== DATA FOR THIS TASK ==

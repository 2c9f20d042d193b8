//! Run statistics
//!
//! Counters are collected by the coordinator while the crawl runs and printed
//! once at the end.

use crate::state::PageState;
use chrono::{DateTime, Utc};
use std::collections::HashMap;

/// Crawl statistics summary
#[derive(Debug, Clone)]
pub struct CrawlStatistics {
    pub started_at: DateTime<Utc>,
    pub finished_at: Option<DateTime<Utc>>,

    /// Seed the run started from
    pub seed: String,

    /// Count of URLs by terminal state
    pub pages_by_state: HashMap<PageState, u64>,

    /// Records emitted, split by kind
    pub documents: u64,
    pub webpages: u64,
    pub attachments: u64,

    pub snapshots_saved: u64,
    pub snapshot_failures: u64,

    /// Dequeued beyond `max-depth` and dropped without a visit
    pub depth_discards: u64,

    /// Possible attachment pages that got a shallow scan
    pub attachment_pages_scanned: u64,

    /// HTTP attempts made, including retries and fallbacks
    pub fetch_attempts: u64,

    /// Records the sink refused
    pub sink_failures: u64,
}

impl CrawlStatistics {
    pub fn new(seed: impl Into<String>) -> Self {
        Self {
            started_at: Utc::now(),
            finished_at: None,
            seed: seed.into(),
            pages_by_state: HashMap::new(),
            documents: 0,
            webpages: 0,
            attachments: 0,
            snapshots_saved: 0,
            snapshot_failures: 0,
            depth_discards: 0,
            attachment_pages_scanned: 0,
            fetch_attempts: 0,
            sink_failures: 0,
        }
    }

    /// Counts a URL reaching a terminal state
    pub fn record_state(&mut self, state: PageState) {
        *self.pages_by_state.entry(state).or_insert(0) += 1;
    }

    pub fn count(&self, state: PageState) -> u64 {
        self.pages_by_state.get(&state).copied().unwrap_or(0)
    }

    /// URLs charged against `max-pages`
    pub fn visited(&self) -> u64 {
        self.pages_by_state.values().sum()
    }

    pub fn records(&self) -> u64 {
        self.documents + self.webpages
    }

    pub fn finish(&mut self) {
        self.finished_at = Some(Utc::now());
    }

    pub fn duration_seconds(&self) -> Option<i64> {
        self.finished_at
            .map(|finished| (finished - self.started_at).num_seconds())
    }

    /// Share of visited URLs that produced a record, in percent
    pub fn success_rate(&self) -> f64 {
        let visited = self.visited();
        if visited == 0 {
            return 0.0;
        }
        (self.records() as f64 / visited as f64) * 100.0
    }
}

/// Prints statistics to stdout in a formatted manner
///
/// # Arguments
///
/// * `stats` - The statistics to display
pub fn print_statistics(stats: &CrawlStatistics) {
    println!("=== Crawl Statistics ===\n");

    println!("Overview:");
    println!("  Seed: {}", stats.seed);
    println!("  Started: {}", stats.started_at.to_rfc3339());
    if let Some(seconds) = stats.duration_seconds() {
        println!("  Duration: {}s", seconds);
    }
    println!("  URLs visited: {}", stats.visited());
    println!("  Fetch attempts: {}", stats.fetch_attempts);
    println!();

    println!("Records:");
    println!("  Webpages: {}", stats.webpages);
    println!(
        "  Documents: {} ({} reached as attachments)",
        stats.documents, stats.attachments
    );
    println!(
        "  Snapshots: {} saved, {} failed",
        stats.snapshots_saved, stats.snapshot_failures
    );
    if stats.sink_failures > 0 {
        println!("  Records lost to sink errors: {}", stats.sink_failures);
    }
    println!();

    println!("URLs by State:");
    let mut state_counts: Vec<_> = stats.pages_by_state.iter().collect();
    state_counts.sort_by(|a, b| b.1.cmp(a.1).then_with(|| a.0.as_str().cmp(b.0.as_str())));

    for (state, count) in state_counts {
        println!("  {}: {}", state, count);
    }
    if stats.depth_discards > 0 {
        println!("  dropped beyond max depth: {}", stats.depth_discards);
    }
    if stats.attachment_pages_scanned > 0 {
        println!(
            "  attachment pages scanned: {}",
            stats.attachment_pages_scanned
        );
    }
    println!();

    println!(
        "Success Rate: {:.1}% ({} / {} URLs recorded)",
        stats.success_rate(),
        stats.records(),
        stats.visited()
    );
}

===

Which lines of the data hold the string "impl"? Return each of them.

impl CrawlStatistics {
    pub fn new(seed: impl Into<String>) -> Self {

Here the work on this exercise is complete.